Couche par couche, le projet documentaire « Grozny : les neuf villes » vous permet de découvrir ce qui se passe réellement dans la vie complexe de la capitale tchétchène. Les neuf thèmes du projet (ou neuf villes) s’inscrivent dans les efforts imparables que déploient les Tchétchènes à la recherche de leur propre chemin vers le bonheur.

Le chapitre visuel de la Ville de la mémoire reflète l’histoire de près de 300 000 vies humaines détruites par les deux guerres récentes. Moscou a juré de vaincre les civils tchétchènes en reconstruisant leur société dévastée, mais semblait surtout intéressé par sa fidélité au Kremlin et à la ville de production, le pétrole de Tchétchénie.

Les chars russes quittant ses rues dans la ville de la guerre, les ressortissants russes sont isolés dans la ville des étrangers. Des kamikazes tchétchènes ont attaqué des lieux publics tchétchènes et la police tchétchène a arrêté des civils tchétchènes pour leur implication dans un mouvement clandestin islamiste radical déchire Grozny, ce qui se traduit par « sans peur ».

Grozny essaye son identité soufie - de nouvelles mosquées émergent dans un bloc de la ville de la religion. Les têtes de femmes non découvertes doivent être une honte pour les hommes tchétchènes, la télévision locale fait appel à la Cité des hommes. Les hommes fiers de leurs BMW noires, de leurs fusils d’assaut et de leurs souliers noirs pointus interdisent l’apparition de femmes non voilées dans les lieux publics. La Cité des femmes, en tant que symphonie consacrée à la beauté, représente le visage le plus attrayant de Grozny.

Le président tchétchène Ramzan Kadyrov a créé la Cité des serviteurs avec des armées écrasantes composées de nombreux fans qui scandaient son nom. L’idolâtrie pour un dirigeant n’a jamais été un concept traditionnel pour la société tchétchène.
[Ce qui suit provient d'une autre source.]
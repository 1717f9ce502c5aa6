//! Colored terminal output helpers.
//!
//! All user-facing output goes through these functions so we get
//! consistent styling across every command.

use chrono::DateTime;
use comfy_table::{ContentArrangement, Table};
use console::style;

use crate::vault::Entry;

/// Print a green success message: "check_mark {msg}"
pub fn success(msg: &str) {
    println!("{} {}", style("\u{2713}").green().bold(), msg);
}

/// Print a red error message: "x_mark {msg}"
pub fn error(msg: &str) {
    eprintln!("{} {}", style("\u{2717}").red().bold(), msg);
}

/// Print a yellow warning: "warning_sign {msg}"
pub fn warning(msg: &str) {
    eprintln!("{} {}", style("\u{26a0}").yellow().bold(), msg);
}

/// Print a blue info message: "info_sign {msg}"
pub fn info(msg: &str) {
    println!("{} {}", style("\u{2139}").blue().bold(), msg);
}

/// Print a dim tip/hint: "arrow {msg}"
pub fn tip(msg: &str) {
    println!("{} {}", style("\u{2192}").dim(), style(msg).dim());
}

/// Format an epoch-milliseconds timestamp for display.
pub fn format_millis(millis: i64) -> String {
    DateTime::from_timestamp_millis(millis)
        .map(|dt| dt.format("%Y-%m-%d %H:%M:%S").to_string())
        .unwrap_or_else(|| "-".to_string())
}

/// Print a table of entries (Id, Title, Username, Category, Updated).
///
/// Secrets are never shown here — use `passvault show <id>`.
pub fn print_entries_table(entries: &[Entry]) {
    if entries.is_empty() {
        info("The vault is empty.");
        tip("Run `passvault add` to store your first credential.");
        return;
    }

    let mut table = Table::new();
    table.set_content_arrangement(ContentArrangement::Dynamic);
    table.set_header(vec!["Id", "Title", "Username", "Category", "Updated"]);

    for e in entries {
        table.add_row(vec![
            e.id.clone(),
            e.title.clone(),
            e.username.clone(),
            e.category.clone().unwrap_or_default(),
            format_millis(e.updated_at),
        ]);
    }

    println!("{table}");
}

/// Print one entry in full, secret included.
pub fn print_entry(entry: &Entry) {
    println!("{}  {}", style("Id:").bold(), entry.id);
    println!("{}  {}", style("Title:").bold(), entry.title);
    println!("{}  {}", style("Username:").bold(), entry.username);
    println!("{}  {}", style("Password:").bold(), entry.password);
    if let Some(website) = &entry.website {
        println!("{}  {}", style("Website:").bold(), website);
    }
    if let Some(notes) = &entry.notes {
        println!("{}  {}", style("Notes:").bold(), notes);
    }
    if let Some(category) = &entry.category {
        println!("{}  {}", style("Category:").bold(), category);
    }
    println!(
        "{}  {}",
        style("Created:").bold(),
        format_millis(entry.created_at)
    );
    println!(
        "{}  {}",
        style("Updated:").bold(),
        format_millis(entry.updated_at)
    );
}
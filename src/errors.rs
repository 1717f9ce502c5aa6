use thiserror::Error;

/// All errors that can occur in PassVault.
#[derive(Debug, Error)]
pub enum PassVaultError {
    // --- Crypto errors ---
    #[error("Encryption failed: {0}")]
    EncryptionFailed(String),

    #[error("Decryption failed — wrong passphrase or corrupted data")]
    DecryptionFailed,

    #[error("Key derivation failed: {0}")]
    KeyDerivationFailed(String),

    #[error("Secure random generator failure: {0}")]
    RngFailure(String),

    // --- Vault errors ---
    #[error("Vault access failed — wrong master passphrase or corrupted data")]
    VaultAccess,

    #[error("Entry '{0}' not found")]
    EntryNotFound(String),

    #[error("Import failed: {0}")]
    ImportFailed(String),

    // --- Account errors ---
    #[error("An account already exists — run `passvault wipe` first to start over")]
    AccountAlreadyExists,

    #[error("No account found — run `passvault init` first")]
    AccountNotFound,

    #[error("Wrong master passphrase")]
    WrongPassphrase,

    // --- Storage errors ---
    #[error("Storage error: {0}")]
    StorageFailed(String),

    // --- Config errors ---
    #[error("Config file error: {0}")]
    ConfigError(String),

    // --- IO errors ---
    #[error("IO error: {0}")]
    Io(#[from] std::io::Error),

    // --- Serialization errors ---
    #[error("Serialization error: {0}")]
    SerializationFailed(String),

    // --- CLI errors ---
    #[error("Command failed: {0}")]
    CommandFailed(String),

    #[error("Weak passphrase: {0}")]
    WeakPassphrase(&'static str),
}

/// Convenience type alias for PassVault results.
pub type Result<T> = std::result::Result<T, PassVaultError>;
Aujourd’hui, la ville de la normalité, les gens épuisés par des années de viles Combattez les revêtements de sol dans leurs nouvelles maisons de briques avec des tapis de couleurs vives, organisez des fêtes et dansez lors de mariages bondés, saisissez l’occasion de profiter des moments heureux avant que d’autres ennuis ne se précipitent dans leur ville effrayante.

(Texte d’Anna Nemtsova)

Olga Kravets, Maria Morina et Oksana Yushko ont lancé un projet commun qui explore différents aspects des séquelles de Grozny en les considérant comme des « villes » cachées au sein de Grozny.